Geraldine is a biomedical researcher who wants to look for genetic variants associated with coronary artery disease (CAD) by performing Genome Wide Association Analysis (GWAS), using genotypes from whole genome sequence (WGS). A large sample size is needed for statistical power to detect effects on a complex trait such as CAD. This sample size can be achieved only by harmonizing and combining data across multiple studies. WGS provides hundreds of millions of variants to test, so powerful computing resources are also required. Furthermore, Geraldine wants to collaborate on this project with a team of investigators who have expertise in various aspects of CAD, so needs a mechanism for sharing human subjects data.

Current Approach

Without the Commons, Geraldine would have to find and download several datasets to build a large synthetic cohort. It is likely that different studies would have annotated their data differently, making it difficult to identify data elements representing relevant aspects of CAD. Geraldine would need to spend a considerable amount of time searching data repositories and identifying appropriate variables because, for example, one study may name the relevant variable as CAD and another as atherosclerosis. Geraldine would also need to find a large computing resource to run the analysis and to install and run a number of command line programs. She would need to obtain permission to access the relevant data sets and download large data files containing the WGS data. Because the data are from human subjects, and require controlled access, they cannot readily be shared with collaborators.

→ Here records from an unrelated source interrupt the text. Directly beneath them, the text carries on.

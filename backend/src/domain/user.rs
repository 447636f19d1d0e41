//! User account model.

use std::fmt;

use serde::{Deserialize, Serialize};
use utoipa::ToSchema;
use uuid::Uuid;

/// Maximum username length, in characters.
pub const USERNAME_MAX: usize = 150;
/// Maximum email address length, in characters.
pub const EMAIL_MAX: usize = 254;

/// Validation errors raised by the user value types.
#[derive(Debug, Clone, PartialEq, Eq)]
pub enum UserValidationError {
    InvalidId,
    EmptyUsername,
    UsernameTooLong { max: usize },
    UsernameInvalidCharacters,
    EmptyEmail,
    EmailTooLong { max: usize },
    MalformedEmail,
}

impl fmt::Display for UserValidationError {
    fn fmt(&self, f: &mut fmt::Formatter<'_>) -> fmt::Result {
        match self {
            Self::InvalidId => write!(f, "user id must be a valid UUID"),
            Self::EmptyUsername => write!(f, "username must not be empty"),
            Self::UsernameTooLong { max } => {
                write!(f, "username must be at most {max} characters")
            }
            Self::UsernameInvalidCharacters => write!(
                f,
                "username may only contain letters, digits and @/./+/-/_",
            ),
            Self::EmptyEmail => write!(f, "email must not be empty"),
            Self::EmailTooLong { max } => write!(f, "email must be at most {max} characters"),
            Self::MalformedEmail => write!(f, "email must look like name@domain"),
        }
    }
}

impl std::error::Error for UserValidationError {}

/// Stable user identifier.
#[derive(Debug, Clone, Copy, PartialEq, Eq, Hash, Serialize, Deserialize)]
#[serde(transparent)]
pub struct UserId(Uuid);

impl UserId {
    /// Parse a [`UserId`] from its textual UUID form.
    pub fn new(id: impl AsRef<str>) -> Result<Self, UserValidationError> {
        Uuid::parse_str(id.as_ref())
            .map(Self)
            .map_err(|_| UserValidationError::InvalidId)
    }

    /// Generate a new random [`UserId`].
    pub fn random() -> Self {
        Self(Uuid::new_v4())
    }

    /// Wrap a UUID read from storage.
    pub const fn from_uuid(uuid: Uuid) -> Self {
        Self(uuid)
    }

    /// Access the underlying UUID.
    pub const fn as_uuid(&self) -> &Uuid {
        &self.0
    }
}

impl fmt::Display for UserId {
    fn fmt(&self, f: &mut fmt::Formatter<'_>) -> fmt::Result {
        write!(f, "{}", self.0)
    }
}

/// Login name, unique across accounts.
///
/// Letters, digits and `@ . + - _` only; surrounding whitespace is trimmed.
///
/// # Examples
/// ```
/// use weather_reminder::domain::Username;
///
/// assert_eq!(Username::new("  ada.l+weather ").unwrap().as_ref(), "ada.l+weather");
/// assert!(Username::new("no spaces").is_err());
/// ```
#[derive(Debug, Clone, PartialEq, Eq, Hash, Serialize, Deserialize)]
#[serde(try_from = "String", into = "String")]
pub struct Username(String);

impl Username {
    /// Validate and construct a username.
    pub fn new(raw: impl AsRef<str>) -> Result<Self, UserValidationError> {
        let trimmed = raw.as_ref().trim();
        if trimmed.is_empty() {
            return Err(UserValidationError::EmptyUsername);
        }
        if trimmed.chars().count() > USERNAME_MAX {
            return Err(UserValidationError::UsernameTooLong { max: USERNAME_MAX });
        }
        let allowed = |c: char| c.is_alphanumeric() || matches!(c, '@' | '.' | '+' | '-' | '_');
        if !trimmed.chars().all(allowed) {
            return Err(UserValidationError::UsernameInvalidCharacters);
        }
        Ok(Self(trimmed.to_owned()))
    }
}

impl AsRef<str> for Username {
    fn as_ref(&self) -> &str {
        self.0.as_str()
    }
}

impl fmt::Display for Username {
    fn fmt(&self, f: &mut fmt::Formatter<'_>) -> fmt::Result {
        f.write_str(&self.0)
    }
}

impl From<Username> for String {
    fn from(value: Username) -> Self {
        value.0
    }
}

impl TryFrom<String> for Username {
    type Error = UserValidationError;

    fn try_from(value: String) -> Result<Self, Self::Error> {
        Self::new(value)
    }
}

/// Destination address for forecast emails.
///
/// Only the shape is checked here (one `@`, non-empty local part, dotted
/// domain); the mail relay has the final say.
#[derive(Debug, Clone, PartialEq, Eq, Serialize, Deserialize)]
#[serde(try_from = "String", into = "String")]
pub struct EmailAddress(String);

impl EmailAddress {
    /// Validate and construct an email address.
    pub fn new(raw: impl AsRef<str>) -> Result<Self, UserValidationError> {
        let trimmed = raw.as_ref().trim();
        if trimmed.is_empty() {
            return Err(UserValidationError::EmptyEmail);
        }
        if trimmed.chars().count() > EMAIL_MAX {
            return Err(UserValidationError::EmailTooLong { max: EMAIL_MAX });
        }
        let Some((local, domain)) = trimmed.split_once('@') else {
            return Err(UserValidationError::MalformedEmail);
        };
        let domain_ok = !domain.contains('@')
            && domain.contains('.')
            && !domain.starts_with('.')
            && !domain.ends_with('.');
        if local.is_empty() || !domain_ok || trimmed.chars().any(char::is_whitespace) {
            return Err(UserValidationError::MalformedEmail);
        }
        Ok(Self(trimmed.to_owned()))
    }
}

impl AsRef<str> for EmailAddress {
    fn as_ref(&self) -> &str {
        self.0.as_str()
    }
}

impl fmt::Display for EmailAddress {
    fn fmt(&self, f: &mut fmt::Formatter<'_>) -> fmt::Result {
        f.write_str(&self.0)
    }
}

impl From<EmailAddress> for String {
    fn from(value: EmailAddress) -> Self {
        value.0
    }
}

impl TryFrom<String> for EmailAddress {
    type Error = UserValidationError;

    fn try_from(value: String) -> Result<Self, Self::Error> {
        Self::new(value)
    }
}

/// Application user as seen by handlers and services.
#[derive(Debug, Clone, PartialEq, Eq, Serialize, Deserialize, ToSchema)]
#[serde(rename_all = "camelCase")]
pub struct User {
    #[schema(value_type = String, example = "3fa85f64-5717-4562-b3fc-2c963f66afa6")]
    pub id: UserId,
    #[schema(value_type = String, example = "ada")]
    pub username: Username,
    #[schema(value_type = String, example = "ada@example.com")]
    pub email: EmailAddress,
    /// Inactive accounts cannot log in.
    pub is_active: bool,
}

/// User plus the stored password hash; never leaves the domain boundary.
#[derive(Debug, Clone, PartialEq, Eq)]
pub struct UserAccount {
    pub user: User,
    /// PHC-formatted password hash.
    pub password_hash: String,
}
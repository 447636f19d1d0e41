//! Port for outbound email delivery.
use async_trait::async_trait;

use crate::domain::ForecastEmail;

use super::define_port_error;

define_port_error! {
    /// Failures raised by mail adapters.
    pub enum MailerError {
        /// Message could not be built from the given addresses.
        InvalidMessage { message: String } => "forecast email is invalid: {message}",
        /// Relay could not be reached or refused the message.
        Delivery { message: String } => "forecast email delivery failed: {message}",
    }
}

#[cfg_attr(test, mockall::automock)]
#[async_trait]
pub trait Mailer: Send + Sync {
    async fn send(&self, email: &ForecastEmail) -> Result<(), MailerError>;
}
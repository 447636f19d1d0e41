//! Shared reqwest plumbing for upstream HTTP adapters.
//!
//! Both upstream services fail in the same ways at the HTTP level,
//! so classification lives here and each adapter maps [`UpstreamFailure`]
//! into its own port error.

use reqwest::StatusCode;

/// Upstream failure category.
#[derive(Debug, Clone, PartialEq, Eq)]
pub(crate) enum UpstreamFailure {
    Transport(String),
    Timeout(String),
    RateLimited(String),
    InvalidRequest(String),
}

/// Classify a reqwest send/read error.
pub(crate) fn transport_failure(error: &reqwest::Error) -> UpstreamFailure {
    if error.is_timeout() {
        UpstreamFailure::Timeout(error.to_string())
    } else {
        UpstreamFailure::Transport(error.to_string())
    }
}

/// Classify a non-success status, keeping a short body preview for logs.
pub(crate) fn status_failure(status: StatusCode, body: &[u8]) -> UpstreamFailure {
    let preview = body_preview(body);
    let message = if preview.is_empty() {
        format!("status {}", status.as_u16())
    } else {
        format!("status {}: {preview}", status.as_u16())
    };

    match status {
        StatusCode::TOO_MANY_REQUESTS => UpstreamFailure::RateLimited(message),
        StatusCode::REQUEST_TIMEOUT | StatusCode::GATEWAY_TIMEOUT => {
            UpstreamFailure::Timeout(message)
        }
        _ if status.is_client_error() => UpstreamFailure::InvalidRequest(message),
        _ => UpstreamFailure::Transport(message),
    }
}

fn body_preview(body: &[u8]) -> String {
    const PREVIEW_CHAR_LIMIT: usize = 160;

    let compact = String::from_utf8_lossy(body)
        .split_whitespace()
        .collect::<Vec<_>>()
        .join(" ");
    let preview = compact.chars().take(PREVIEW_CHAR_LIMIT).collect::<String>();
    if compact.chars().count() > PREVIEW_CHAR_LIMIT {
        format!("{preview}...")
    } else {
        preview
    }
}

#[cfg(test)]
mod tests {
    use super::*;
    use rstest::rstest;

    #[rstest]
    #[case::rate_limited(StatusCode::TOO_MANY_REQUESTS, "rate_limited")]
    #[case::request_timeout(StatusCode::REQUEST_TIMEOUT, "timeout")]
    #[case::gateway_timeout(StatusCode::GATEWAY_TIMEOUT, "timeout")]
    #[case::unauthorised(StatusCode::UNAUTHORIZED, "invalid_request")]
    #[case::server_error(StatusCode::BAD_GATEWAY, "transport")]
    fn statuses_map_to_categories(#[case] status: StatusCode, #[case] expected: &str) {
        let category = match status_failure(status, b"{}") {
            UpstreamFailure::RateLimited(_) => "rate_limited",
            UpstreamFailure::Timeout(_) => "timeout",
            UpstreamFailure::InvalidRequest(_) => "invalid_request",
            UpstreamFailure::Transport(_) => "transport",
        };
        assert_eq!(category, expected);
    }

    #[rstest]
    fn long_bodies_are_truncated() {
        let body = "x".repeat(400);
        let UpstreamFailure::Transport(message) =
            status_failure(StatusCode::INTERNAL_SERVER_ERROR, body.as_bytes())
        else {
            panic!("expected transport failure");
        };
        assert!(message.ends_with("..."));
        assert!(message.len() < 200);
    }

    #[rstest]
    fn empty_bodies_only_report_status() {
        assert_eq!(
            status_failure(StatusCode::BAD_REQUEST, b"  "),
            UpstreamFailure::InvalidRequest("status 400".to_owned())
        );
    }
}
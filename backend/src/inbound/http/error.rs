//! HTTP mapping for domain errors.
//!
//! Every failure leaves the server as the same JSON envelope, including
//! request bodies Actix could not decode. Internal messages stay in the logs.

use actix_web::error::JsonPayloadError;
use actix_web::http::{StatusCode, header};
use actix_web::{HttpRequest, HttpResponse, ResponseError, web};
use serde_json::json;
use tracing::{debug, error};

use crate::domain::{Error, ErrorCode, TRACE_ID_HEADER};

/// Seconds a client should wait before retrying after an upstream outage.
pub const RETRY_AFTER_SECS: u32 = 60;

fn status_for(code: ErrorCode) -> StatusCode {
    match code {
        ErrorCode::InvalidRequest => StatusCode::BAD_REQUEST,
        ErrorCode::Unauthorized => StatusCode::UNAUTHORIZED,
        ErrorCode::Forbidden => StatusCode::FORBIDDEN,
        ErrorCode::NotFound => StatusCode::NOT_FOUND,
        ErrorCode::Conflict => StatusCode::CONFLICT,
        ErrorCode::ServiceUnavailable => StatusCode::SERVICE_UNAVAILABLE,
        ErrorCode::InternalError => StatusCode::INTERNAL_SERVER_ERROR,
    }
}

fn public_view(error: &Error) -> Error {
    if error.code() != ErrorCode::InternalError {
        return error.clone();
    }
    error!(message = error.message(), trace_id = ?error.trace_id(), "internal error");
    let redacted = Error::internal("Internal server error");
    match error.trace_id() {
        Some(id) => redacted.with_trace_id(id.to_owned()),
        None => redacted,
    }
}

impl ResponseError for Error {
    fn status_code(&self) -> StatusCode {
        status_for(self.code())
    }

    fn error_response(&self) -> HttpResponse {
        let mut builder = HttpResponse::build(self.status_code());
        builder.insert_header(header::CacheControl(vec![header::CacheDirective::NoStore]));
        if let Some(id) = self.trace_id() {
            builder.insert_header((TRACE_ID_HEADER, id.to_owned()));
        }
        if self.code() == ErrorCode::ServiceUnavailable {
            builder.insert_header((header::RETRY_AFTER, RETRY_AFTER_SECS.to_string()));
        }
        builder.json(public_view(self))
    }
}

fn malformed_body(err: JsonPayloadError, _req: &HttpRequest) -> actix_web::Error {
    debug!(error = %err, "rejected request body");
    Error::invalid_request(format!("malformed request body: {err}"))
        .with_details(json!({ "code": "malformed_body" }))
        .into()
}

/// JSON extractor settings answering undecodable bodies with a 400 envelope.
///
/// Register with `App::app_data` next to the handler state.
pub fn json_config() -> web::JsonConfig {
    web::JsonConfig::default().error_handler(malformed_body)
}
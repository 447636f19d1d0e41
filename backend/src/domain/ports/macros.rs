//! `define_port_error!`: declares a port error enum with `thiserror` messages
//! and a snake_case constructor per variant.
//!
//! ```text
//! define_port_error! {
//!     pub enum MailerError {
//!         Rejected { message: String } => "mail relay rejected message: {message}",
//!     }
//! }
//! // MailerError::rejected("550 no such user")
//! ```
//!
//! Constructor parameters take `impl Into<FieldType>` so callers can pass
//! `&str` where the variant stores a `String`.

macro_rules! define_port_error {
    (
        $(#[$outer:meta])*
        pub enum $name:ident {
            $(
                $(#[$variant_meta:meta])*
                $variant:ident $( { $($field:ident : $ty:ty),* $(,)? } )? => $message:expr
            ),* $(,)?
        }
    ) => {
        $(#[$outer])*
        #[derive(Debug, Clone, PartialEq, Eq, thiserror::Error)]
        pub enum $name {
            $(
                $(#[$variant_meta])*
                #[error($message)]
                $variant $( { $($field : $ty),* } )?,
            )*
        }

        impl $name {
            $(
                define_port_error!(@constructor $variant $( { $($field : $ty),* } )?);
            )*
        }
    };

    (@constructor $variant:ident) => {
        ::paste::paste! {
            #[doc = "Construct the `" $variant "` variant."]
            pub fn [<$variant:snake>]() -> Self {
                Self::$variant
            }
        }
    };

    (@constructor $variant:ident { $($field:ident : $ty:ty),* $(,)? }) => {
        ::paste::paste! {
            #[doc = "Construct the `" $variant "` variant."]
            pub fn [<$variant:snake>]($($field: impl Into<$ty>),*) -> Self {
                Self::$variant { $($field: $field.into()),* }
            }
        }
    };
}

pub(crate) use define_port_error;

#[cfg(test)]
mod tests {
    define_port_error! {
        pub enum SampleAdapterError {
            Offline => "adapter offline",
            Rejected { message: String } => "rejected: {message}",
            Throttled { message: String, retry_after_secs: u64 } =>
                "throttled: {message} (retry in {retry_after_secs}s)",
        }
    }

    #[test]
    fn unit_variants_get_nullary_constructors() {
        assert_eq!(SampleAdapterError::offline().to_string(), "adapter offline");
    }

    #[test]
    fn string_fields_accept_str() {
        let err = SampleAdapterError::rejected("550 mailbox unavailable");
        assert_eq!(err.to_string(), "rejected: 550 mailbox unavailable");
    }

    #[test]
    fn mixed_fields_keep_their_types() {
        let err = SampleAdapterError::throttled("slow down", 30_u64);
        assert_eq!(
            err,
            SampleAdapterError::Throttled {
                message: "slow down".to_owned(),
                retry_after_secs: 30,
            }
        );
    }
}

With the Data Commons Phase I

Geraldine logs into her favorite full stack and searches for dbGaP studies with WGS-genotypes and CAD phenotypes. She is able to find CAD-related phenotypes in multiple studies, even though they use different variable names and descriptions, because the search process uses biomedical ontologies, natural language processing and other sophisticated tools. She obtains dbGaP approvals for these data sets (through the existing dbGaP mechanism) and is able to access the files within the Data Commons, eliminating the need for large file transfers. She has a workspace within which she can share data and results with her collaborators (who have the same access permissions). She can run her analysis using a pre-built and cost-efficient workflow. She and her collaborators can plot and summarize their results interactively within their workspace using a Jupyter notebook.

With Data Commons longer vision:

Geraldine now has the ability to search many more data repositories to find CAD-related studies. When she finds new studies, she is able to apply for access easily using a Data Commons interface, which prompts her for the necessary information. Her approvals arrive much faster than before due to automation of data access processes, and she is able guide her collaborators to efficiently obtain compatible approvals. Large-scale harmonization of the phenotype metadata has been done so that searches for CAD-related phenotypes have better sensitivity and specificity, thus facilitating the construction of her cross-study data set. She now has a large suite of pre-built applications and workflows to choose from for her analysis.